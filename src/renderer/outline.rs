use std::fmt::Write as _;

use kurbo::{Affine, BezPath, Point, Rect, RoundedRect, Shape};
use skrifa::{
    MetadataProvider,
    instance::{LocationRef, Size},
};
use tracing::warn;

use super::{Canvas, font::FontMeasurer};
use crate::{pen::PathPen, style::{Paint, Rgba}};

/// Slant used to synthesize italics (about 12 degrees).
const ITALIC_SLANT: f64 = 0.2;
/// Horizontal smear used to synthesize bold, as a fraction of the font size.
/// Advances are left as measured.
const EMBOLDEN_OFFSET: f64 = 0.03;
/// Decoration thickness, as a fraction of the font size.
const DECORATION_THICKNESS: f64 = 0.06;
const UNDERLINE_OFFSET: f64 = 0.12;
const STRIKETHROUGH_OFFSET: f64 = -0.3;
const FLATTEN_TOLERANCE: f64 = 0.1;

/// Draws glyph outlines into filled paths, one layer per consecutive color.
pub struct OutlineCanvas<'m, 'a> {
    fonts: &'m FontMeasurer<'a>,
    layers: Vec<(Rgba, BezPath)>,
}

impl<'m, 'a> OutlineCanvas<'m, 'a> {
    pub fn new(fonts: &'m FontMeasurer<'a>) -> Self {
        Self {
            fonts,
            layers: Vec::new(),
        }
    }

    pub fn layers(&self) -> &[(Rgba, BezPath)] {
        &self.layers
    }

    fn layer(&mut self, color: Rgba) -> &mut BezPath {
        let reuse = self.layers.last().is_some_and(|(last, _)| *last == color);

        if !reuse {
            self.layers.push((color, BezPath::new()));
        }

        let last = self.layers.len() - 1;
        &mut self.layers[last].1
    }

    fn fill(&mut self, color: Rgba, shape: &impl Shape) {
        let path = shape.to_path(FLATTEN_TOLERANCE);
        self.layer(color).extend(path);
    }

    /// Serialize as a standalone SVG document of the given size.
    pub fn to_svg(&self, width: f64, height: f64) -> String {
        let mut svg = format!(
            r#"<svg xmlns="http://www.w3.org/2000/svg" width="{w}" height="{h}" viewBox="0 0 {w} {h}">"#,
            w = width.ceil(),
            h = height.ceil(),
        );
        svg.push('\n');

        for (color, path) in &self.layers {
            if path.elements().is_empty() {
                continue;
            }

            let _ = write!(svg, r#"<path fill="{}""#, color.to_hex());

            if color.a != 0xff {
                let _ = write!(svg, r#" fill-opacity="{:.3}""#, color.opacity());
            }

            let _ = writeln!(svg, r#" d="{}"/>"#, path.to_svg());
        }

        svg.push_str("</svg>\n");
        svg
    }
}

impl Canvas for OutlineCanvas<'_, '_> {
    fn fill_text(&mut self, text: &str, origin: Point, paint: &Paint) {
        let fonts = self.fonts;

        // Fall back to the primary face when the paint's family is unknown.
        let Some(face) = fonts.face(paint).or_else(|| fonts.face(&Paint::new(paint.size))) else {
            return;
        };

        let size = Size::new(paint.size as f32);
        let outlines = face.outline_glyphs();
        let glyph_metrics = face.glyph_metrics(size, LocationRef::default());
        let slant = if paint.italic { ITALIC_SLANT } else { 0.0 };
        let embolden = paint
            .bold
            .then(|| Affine::translate((paint.size * EMBOLDEN_OFFSET, 0.0)));

        let mut glyphs = BezPath::new();
        let mut x = origin.x;

        for c in text.chars() {
            let gid = FontMeasurer::glyph_id(face, c);

            if let Some(glyph) = outlines.get(gid) {
                let mut pen = PathPen::at(Point::new(x, origin.y), slant);

                match glyph.draw(size, &mut pen) {
                    Ok(_) => {
                        // Overlapping copies with the same winding fill as
                        // their union under the nonzero rule.
                        if let Some(offset) = embolden {
                            glyphs.extend(offset * &pen.path);
                        }

                        glyphs.extend(pen.path);
                    }
                    Err(err) => warn!(%c, ?err, "Failed to draw glyph"),
                }
            }

            x += glyph_metrics.advance_width(gid).unwrap_or_default() as f64;
        }

        let thickness = paint.size * DECORATION_THICKNESS;
        let mut decorations = Vec::new();

        if paint.underline {
            decorations.push(origin.y + paint.size * UNDERLINE_OFFSET);
        }

        if paint.strikethrough {
            decorations.push(origin.y + paint.size * STRIKETHROUGH_OFFSET);
        }

        let layer = self.layer(paint.color);
        layer.extend(glyphs);

        for y in decorations {
            let rect = Rect::new(origin.x, y, x, y + thickness);
            layer.extend(rect.to_path(FLATTEN_TOLERANCE));
        }
    }

    fn fill_rect(&mut self, rect: RoundedRect, color: Rgba) {
        self.fill(color, &rect);
    }
}
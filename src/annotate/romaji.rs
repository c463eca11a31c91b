use std::ops::RangeInclusive;

use wana_kana::ConvertJapanese;

use super::{Annotator, HIRAGANA_RANGE, KATAKANA_RANGE};

/// Glosses kana with their Hepburn romanization.
#[derive(Debug, Clone, Copy, Default)]
pub struct RomajiAnnotator;

impl Annotator for RomajiAnnotator {
    fn gloss(&self, ch: char) -> Option<String> {
        let kana = ch.to_string();
        let romaji = kana.as_str().to_romaji();

        if romaji.is_empty() || romaji == kana || romaji == "-" {
            return None;
        }

        Some(romaji)
    }

    fn ranges(&self) -> &[RangeInclusive<u32>] {
        &[HIRAGANA_RANGE, KATAKANA_RANGE]
    }
}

::::

▶ What is expected
If a line in the material above contains the word "RangeInclusive", copy it.

▶ Task output
use std::ops::RangeInclusive;
    fn ranges(&self) -> &[RangeInclusive<u32>] {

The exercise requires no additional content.